A basement’s drain system is one of the most important safety features in a home. A well-functioning drainage system is meant to keep the home’s basement dry. Water damage in a home’s basement can cause extensive structural damage, and potential health problems stemming from mold growth in a wet environment.
Replacing a home’s drainage system can seem daunting, but with a little help, you can prevent a catastrophe that can cost tens of thousands of dollars to repair.
This article will provide an overview of how to replace a sump pump-style drain system. This is the most common system used in homes that can expect to receive water in their basements on a semi-regular basis.
Step 1: Prepare
On the outside edge of the basement floor, mark with chalk or spray paint about 12-15 inches away from the wall. Starting at the line, use a jack hammer to chip away the concrete. You will need to work starting from the line and moving toward the wall.
Once you get a couple inches from the wall, it is best to remove the rest of the concrete floor manually. A pick axe is best for this ‘trim’ work.
Step 2: Drain the ditch
Using the jackhammer, you will need to create a ditch that is 6-8 inches deep and 10-12 inches wide. This is where you will later lay the drain tiles that will direct the water to your sump pump.
Remember that when working with concrete and using power tools, you should exercise caution. Wear appropriate eye and hearing protection and steel/composite-toed footwear.

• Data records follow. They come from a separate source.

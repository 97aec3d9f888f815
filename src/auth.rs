//! Telegram WebApp initData validation.
//!
//! Ported from the original system's `validate_webapp_init_data`: the
//! standard Telegram WebApp HMAC scheme, double-keyed (`HMAC-SHA256(bot
//! token, "WebAppData")` as the secret, then `HMAC-SHA256(secret,
//! data-check-string)` as the signature), compared in constant time.

use std::collections::BTreeMap;

use chrono::Utc;
use hmac::{Hmac, Mac};
use sha2::Sha256;
use subtle::ConstantTimeEq;

use crate::error::AuthError;

type HmacSha256 = Hmac<Sha256>;

const MAX_AGE_SECONDS: i64 = 24 * 3600;

pub struct WebAppAuth {
    pub telegram_user_id: i64,
    pub auth_date: i64,
}

pub fn validate_init_data(init_data: &str, bot_token: &str) -> Result<WebAppAuth, AuthError> {
    let pairs = parse_query_string(init_data);

    let received_hash = pairs.get("hash").ok_or(AuthError::Malformed("missing hash".into()))?;

    let data_check_string = pairs
        .iter()
        .filter(|(k, _)| k.as_str() != "hash")
        .map(|(k, v)| format!("{k}={v}"))
        .collect::<Vec<_>>()
        .join("\n");

    let mut secret_mac = HmacSha256::new_from_slice(b"WebAppData").expect("hmac accepts any key length");
    secret_mac.update(bot_token.as_bytes());
    let secret_key = secret_mac.finalize().into_bytes();

    let mut mac = HmacSha256::new_from_slice(&secret_key).expect("hmac accepts any key length");
    mac.update(data_check_string.as_bytes());
    let calculated = hex_encode(&mac.finalize().into_bytes());

    if !constant_time_eq(&calculated, received_hash) {
        return Err(AuthError::BadHash);
    }

    let auth_date: i64 = pairs
        .get("auth_date")
        .ok_or(AuthError::Malformed("missing auth_date".into()))?
        .parse()
        .map_err(|_| AuthError::Malformed("auth_date is not an integer".into()))?;

    if Utc::now().timestamp() - auth_date > MAX_AGE_SECONDS {
        return Err(AuthError::Stale);
    }

    let user_raw = pairs.get("user").ok_or(AuthError::Malformed("missing user".into()))?;
    let user_json: serde_json::Value =
        serde_json::from_str(user_raw).map_err(|e| AuthError::Malformed(format!("invalid user JSON: {e}")))?;
    let telegram_user_id = user_json
        .get("id")
        .and_then(|v| v.as_i64())
        .ok_or(AuthError::Malformed("user.id missing or not an integer".into()))?;

    Ok(WebAppAuth { telegram_user_id, auth_date })
}

fn parse_query_string(s: &str) -> BTreeMap<String, String> {
    let mut pairs = BTreeMap::new();
    for part in s.split('&') {
        if part.is_empty() {
            continue;
        }
        let (key, value) = part.split_once('=').unwrap_or((part, ""));
        pairs.insert(urlencoding::decode(key).unwrap_or_default().into_owned(), urlencoding::decode(value).unwrap_or_default().into_owned());
    }
    pairs
}

fn constant_time_eq(a: &str, b: &str) -> bool {
    a.len() == b.len() && a.as_bytes().ct_eq(b.as_bytes()).into()
}

fn hex_encode(bytes: &[u8]) -> String {
    use std::fmt::Write;
    let mut s = String::with_capacity(bytes.len() * 2);
    for b in bytes {
        let _ = write!(s, "{b:02x}");
    }
    s
}

#[cfg(test)]
mod tests {
    use super::*;

    fn sign(bot_token: &str, data_check_string: &str) -> String {
        let mut secret_mac = HmacSha256::new_from_slice(b"WebAppData").unwrap();
        secret_mac.update(bot_token.as_bytes());
        let secret_key = secret_mac.finalize().into_bytes();
        let mut mac = HmacSha256::new_from_slice(&secret_key).unwrap();
        mac.update(data_check_string.as_bytes());
        hex_encode(&mac.finalize().into_bytes())
    }

    #[test]
    fn validates_correctly_signed_init_data() {
        let bot_token = "123:ABC";
        let auth_date = Utc::now().timestamp();
        let user = r#"{"id":42,"first_name":"A"}"#;
        let data_check_string = format!("auth_date={auth_date}\nuser={user}");
        let hash = sign(bot_token, &data_check_string);
        let init_data = format!("auth_date={auth_date}&user={}&hash={hash}", urlencoding::encode(user));

        let result = validate_init_data(&init_data, bot_token).unwrap();
        assert_eq!(result.telegram_user_id, 42);
    }

    #[test]
    fn rejects_tampered_hash() {
        let init_data = "auth_date=1&user=%7B%22id%22%3A1%7D&hash=deadbeef";
        assert!(matches!(validate_init_data(init_data, "token"), Err(AuthError::BadHash)));
    }

    #[test]
    fn rejects_stale_auth_date() {
        let bot_token = "123:ABC";
        let auth_date = Utc::now().timestamp() - MAX_AGE_SECONDS - 60;
        let user = r#"{"id":7}"#;
        let data_check_string = format!("auth_date={auth_date}\nuser={user}");
        let hash = sign(bot_token, &data_check_string);
        let init_data = format!("auth_date={auth_date}&user={}&hash={hash}", urlencoding::encode(user));
        assert!(matches!(validate_init_data(&init_data, bot_token), Err(AuthError::Stale)));
    }
}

Step 3: Install the drain tile
Now that you have dug the ditch, you will need to waterproof it by painting a waterproofing membrane onto the walls of the ditch. There are a number of waterproofing paints available at your local home improvement store. The purpose is twofold: It prevents water from seeping into the walls and allows the water to move freely to the direction you want.
Next, you will need to pour about 2-3 inches of gravel into the ditch. Start at the farthest point from the sump and tamp the gravel down as you move toward the sump. You will want to slope the gravel down toward the sump, as you are basically directing the water where to go.
Using a handsaw, cut pieces of drain tile to fit into your ditch. This tile is a perforated pipe or PVC that allows the water to drain into it and travel to the sump pump. At the corner opposite of the sump, attach a PVSC elbow pointing straight up towards the ceiling. This will give you or the homeowner access to the drain tile in the case of clogging in the future. Run the drain tile all through the ditch toward the sump pump.
After installing the drain tile, wrap it with a mesh that is typically called landscaping fabric. This will keep dust and dirt from getting into the drain tile and clogging it. You will want to make sure that the drain tile is centered in the ditch before the next step.
Fill the rest of the ditch with enough gravel to bring it even with the bottom of the cement slab.
Pour cement into the ditch, enough to bring it even with the floor slab. Smooth the wet cement surface with a trowel, discarding any waste. For a seamless look, blend the wet cement into the existing floor slab. Allow the cement to set overnight or as directed by the cement manufacturer.
Note that if the floor is “floating,” you will need to place a piece of wood (plywood works fine) along the edge of the slab, between the slab and the wall, to prevent the cement from traveling into the wall. Once cement is set, this will need to be removed.
Step 4: Install the sump pump
The first step in installing the sump pump is to dig a hole in the corner where the drain tiles lead to. The hole should be about 12 inches wider than the circumference of the pump. You will need to place 2-3 inches of leveled gravel into the hole and place the sump centered in the hole.
Fill in the hole around the sump with gravel. Fill in to approximately 3-4 inches from the top.
For the following step, make sure you do some research on all the pieces that a sump pump kit contains.
Glue the male adapter that comes with the pump installation kit to the discharge pipe from your drainage pipe. Insert that male adapter onto the female adapter on the pump.
Next, you will need to drill a ¼-inch hole through the discharge pipe several inches above the pump (4-6 inches). This “weep hole” allows water back into the pump when it is off.
Attach the electrical cord to the discharge pipe using zip ties. Install the check valve on the open end of the discharge pipe. This check valve should come with the pump and should be for vertical use.
Fit 1.5-inch PVC pipe onto the discharge pipe and run it to the outside wall, approximately 6 inches from the ground.
Make a hole through the outside wall to run the PVC out. Use a core drill and a 1-5/8 bit through the foundation wall. Always wear a respirator when drilling through a foundation. Run the PVC pipe through the hole and fill in the gaps with silicone to ensure a good fit. Run some water through drain tiles, turn the pump on and check for any leaks.
Replacing the basement drainage system is one of the most important projects to protect a home from major foundation problems in the future. The job should be done the right way, without skipping any steps.
This project should be able to be completed in one day but should not be rushed. Water will find its way to the basement of every home, and a properly installed sump pump will ensure the home is around for decades to come.